HAPPY BIRTHDAYAprès vingt ans de tramway, Bordeaux doit-elle tourner la page ?

Après vingt ans de tramway, Bordeaux doit-elle tourner la page ?

HAPPY BIRTHDAYLe tramway de Bordeaux fête ses vingt ans et sera célébré samedi dans toute la ville, même si la page du tram doit maintenant être tournée, reconnaissent nombre d'observateurs
Tramway place de la Comédie à Bordeaux
Tramway place de la Comédie à Bordeaux - Mickaël Bosredon / 20 Minutes
Mickaël Bosredon

Mickaël Bosredon

L'essentiel

  • Inauguré en 2003 après trois ans d’immenses travaux dans la ville, le tramway de Bordeaux fête samedi ses vingt ans.
  • « Dès que les premières rames ont circulé, tout le monde le voulait car c’est un outil fabuleux pour requalifier une ville, et un vrai booster économique », rappelle Patrick Bobet, président de Bordeaux Métropole de 2019 à 2020.
  • En revanche, le réseau de tramway est aujourd’hui saturé, et il est temps « de passer à une autre étape et de sortir du tout tramway », reconnaît le vice-président de Bordeaux Métropole en charge des mobilités.

Il avait été préféré dans les années 1990 à un métro, et les plus anciens se souviennent encore du chantier hors norme qu’il a suscité. Pendant trois ans, la ville a été entièrement retournée pour la création de ses 24,5 premiers kilomètres et de ses 54 stations. Ils se souviennent aussi de son inauguration en grande pompe, en 2003, avec le président de la République de l’époque, Jacques Chirac. Aujourd’hui, le tramway de Bordeaux fête ses vingt ans, et pour l’occasion tous les présidents de la CUB puis de la métropole qui se sont succédé, dont Alain Juppé et Vincent Feltesse, seront réunis samedi pour célébrer l’événement.

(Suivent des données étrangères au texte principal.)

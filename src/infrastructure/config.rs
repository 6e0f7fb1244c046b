use chrono::NaiveDate;
use serde::Deserialize;
use std::collections::HashMap;
use std::time::Duration;

#[derive(Debug, Deserialize, Clone)]
pub struct AppConfig {
    #[serde(default)]
    pub storage: StorageSettings,
    pub influx: Option<InfluxSettings>,
    #[serde(default)]
    pub sync: SyncSettings,
}

#[derive(Debug, Deserialize, Clone, Default)]
pub struct StorageSettings {
    #[serde(default)]
    pub backend: StorageBackend,
}

#[derive(Debug, Deserialize, Clone, Copy, PartialEq, Eq, Default)]
#[serde(rename_all = "lowercase")]
pub enum StorageBackend {
    #[default]
    Influx,
    Memory,
}

#[derive(Debug, Deserialize, Clone)]
pub struct InfluxSettings {
    pub host: String,
    pub token: String,
    pub database: String,
    #[serde(default = "default_retention_policy")]
    pub retention_policy: String,
    #[serde(default = "default_measurement")]
    pub measurement: String,
}

#[derive(Debug, Deserialize, Clone)]
pub struct SyncSettings {
    /// First day published by the upstream feed
    #[serde(default = "default_epoch")]
    pub epoch: NaiveDate,
    #[serde(default = "default_request_timeout_secs")]
    pub request_timeout_secs: u64,
    #[serde(default = "default_ree_base_url")]
    pub ree_base_url: String,
    #[serde(default = "default_esios_base_url")]
    pub esios_base_url: String,
}

impl SyncSettings {
    pub fn request_timeout(&self) -> Duration {
        Duration::from_secs(self.request_timeout_secs)
    }
}

impl Default for SyncSettings {
    fn default() -> Self {
        Self {
            epoch: default_epoch(),
            request_timeout_secs: default_request_timeout_secs(),
            ree_base_url: default_ree_base_url(),
            esios_base_url: default_esios_base_url(),
        }
    }
}

fn default_retention_policy() -> String {
    "autogen".to_string()
}

fn default_measurement() -> String {
    "electricity_price".to_string()
}

fn default_epoch() -> NaiveDate {
    NaiveDate::from_ymd_opt(2021, 6, 1).unwrap_or(NaiveDate::MIN)
}

fn default_request_timeout_secs() -> u64 {
    30
}

fn default_ree_base_url() -> String {
    "https://apidatos.ree.es".to_string()
}

fn default_esios_base_url() -> String {
    "https://api.esios.ree.es".to_string()
}

/// Load `config/prices.*` (optional) overlaid with `PRICES__SECTION__KEY` env vars.
pub fn load_config() -> anyhow::Result<AppConfig> {
    let settings = config::Config::builder()
        .add_source(config::File::with_name("config/prices").required(false))
        .add_source(
            config::Environment::with_prefix("PRICES")
                .separator("__")
                .try_parsing(true),
        )
        .build()?;

    Ok(settings.try_deserialize()?)
}

/// Replace template variables in a query string
pub fn prepare_query(query: &str, vars: &HashMap<String, String>) -> String {
    let mut result = query.to_string();
    for (key, value) in vars {
        let placeholder = format!("${{{}}}", key);
        result = result.replace(&placeholder, value);
    }
    result
}

#[cfg(test)]
mod tests {
    use super::*;

    fn parse(toml: &str) -> AppConfig {
        config::Config::builder()
            .add_source(config::File::from_str(toml, config::FileFormat::Toml))
            .build()
            .unwrap()
            .try_deserialize()
            .unwrap()
    }

    #[test]
    fn test_prepare_query() {
        let mut vars = HashMap::new();
        vars.insert("measurement".to_string(), "electricity_price".to_string());
        vars.insert("start".to_string(), "2024-01-01T00:00:00Z".to_string());

        let query = "SELECT price FROM \"${measurement}\" WHERE time >= '${start}'";
        let result = prepare_query(query, &vars);

        assert_eq!(
            result,
            "SELECT price FROM \"electricity_price\" WHERE time >= '2024-01-01T00:00:00Z'"
        );
    }

    #[test]
    fn test_defaults() {
        let config = parse("");
        assert_eq!(config.storage.backend, StorageBackend::Influx);
        assert!(config.influx.is_none());
        assert_eq!(config.sync.epoch, NaiveDate::from_ymd_opt(2021, 6, 1).unwrap());
        assert_eq!(config.sync.request_timeout(), Duration::from_secs(30));
    }

    #[test]
    fn test_full_config() {
        let config = parse(
            r#"
            [storage]
            backend = "memory"

            [influx]
            host = "http://localhost:8086"
            token = "secret"
            database = "prices"

            [sync]
            epoch = "2014-04-01"
            request_timeout_secs = 10
            "#,
        );

        assert_eq!(config.storage.backend, StorageBackend::Memory);
        let influx = config.influx.unwrap();
        assert_eq!(influx.retention_policy, "autogen");
        assert_eq!(influx.measurement, "electricity_price");
        assert_eq!(config.sync.epoch, NaiveDate::from_ymd_opt(2014, 4, 1).unwrap());
        assert_eq!(config.sync.request_timeout_secs, 10);
        assert_eq!(config.sync.esios_base_url, "https://api.esios.ree.es");
    }
}
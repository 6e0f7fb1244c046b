// Infrastructure layer - External dependencies and adapters
pub mod config;
pub mod esios_client;
pub mod influx_repository;
pub mod memory_repository;
pub mod ree_client;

inauguration de la ligne A du tramway par Jacques Chirac et Alain Juppé en 2003
inauguration de la ligne A du tramway par Jacques Chirac et Alain Juppé en 2003 - Pascal Saura/Sipa

Président de Bordeaux Métropole de mars 2019 à juillet 2020, Patrick Bobet, maire LR du Bouscat, rappelle qu’il s’agit « d’un immense projet qui a été long à aboutir étant donné son envergure » et qui a « apporté énormément de points positifs à la métropole, qu’il a transformée ». « Dès que les premières rames ont circulé, tout le monde le voulait car c’est un outil fabuleux pour requalifier une ville, et un vrai booster économique. »

« C’est devenu un marqueur et un lien entre les communes »

« Il y avait une véritable attente après de longs mois de travaux, se souvient de son côté Clément Rossignol-Puech, l’actuel vice-président EELV de Bordeaux Métropole en charge des stratégies des mobilités, et maire de Bègles. Nous étions à la fois impatients et anxieux de savoir si cela allait répondre aux attentes du public bordelais. On a vu très rapidement que oui. Et parallèlement les espaces publics ont changé très vite, très fort, notamment les quais, cela a été une amélioration de la ville de Bordeaux et de la métropole. C’est devenu un marqueur et un lien entre les communes, et les Bordelais sont fiers de leur tramway. »

Le tramway n’a depuis cessé de grandir, pour s’étendre aujourd’hui sur 82 km de voies, répartis en quatre lignes, 139 stations, exploités par 130 rames. Le tramway, c’est encore plus de 8 millions de km parcourus et 110 millions de voyageurs par an, et 63 % du trafic de TBM. « C’est le premier réseau de tramway de France, hors Ile-de-France », ajoute Clément Rossignol-Puech.

« Enfermé dans l’idée que le tram était un outil merveilleux »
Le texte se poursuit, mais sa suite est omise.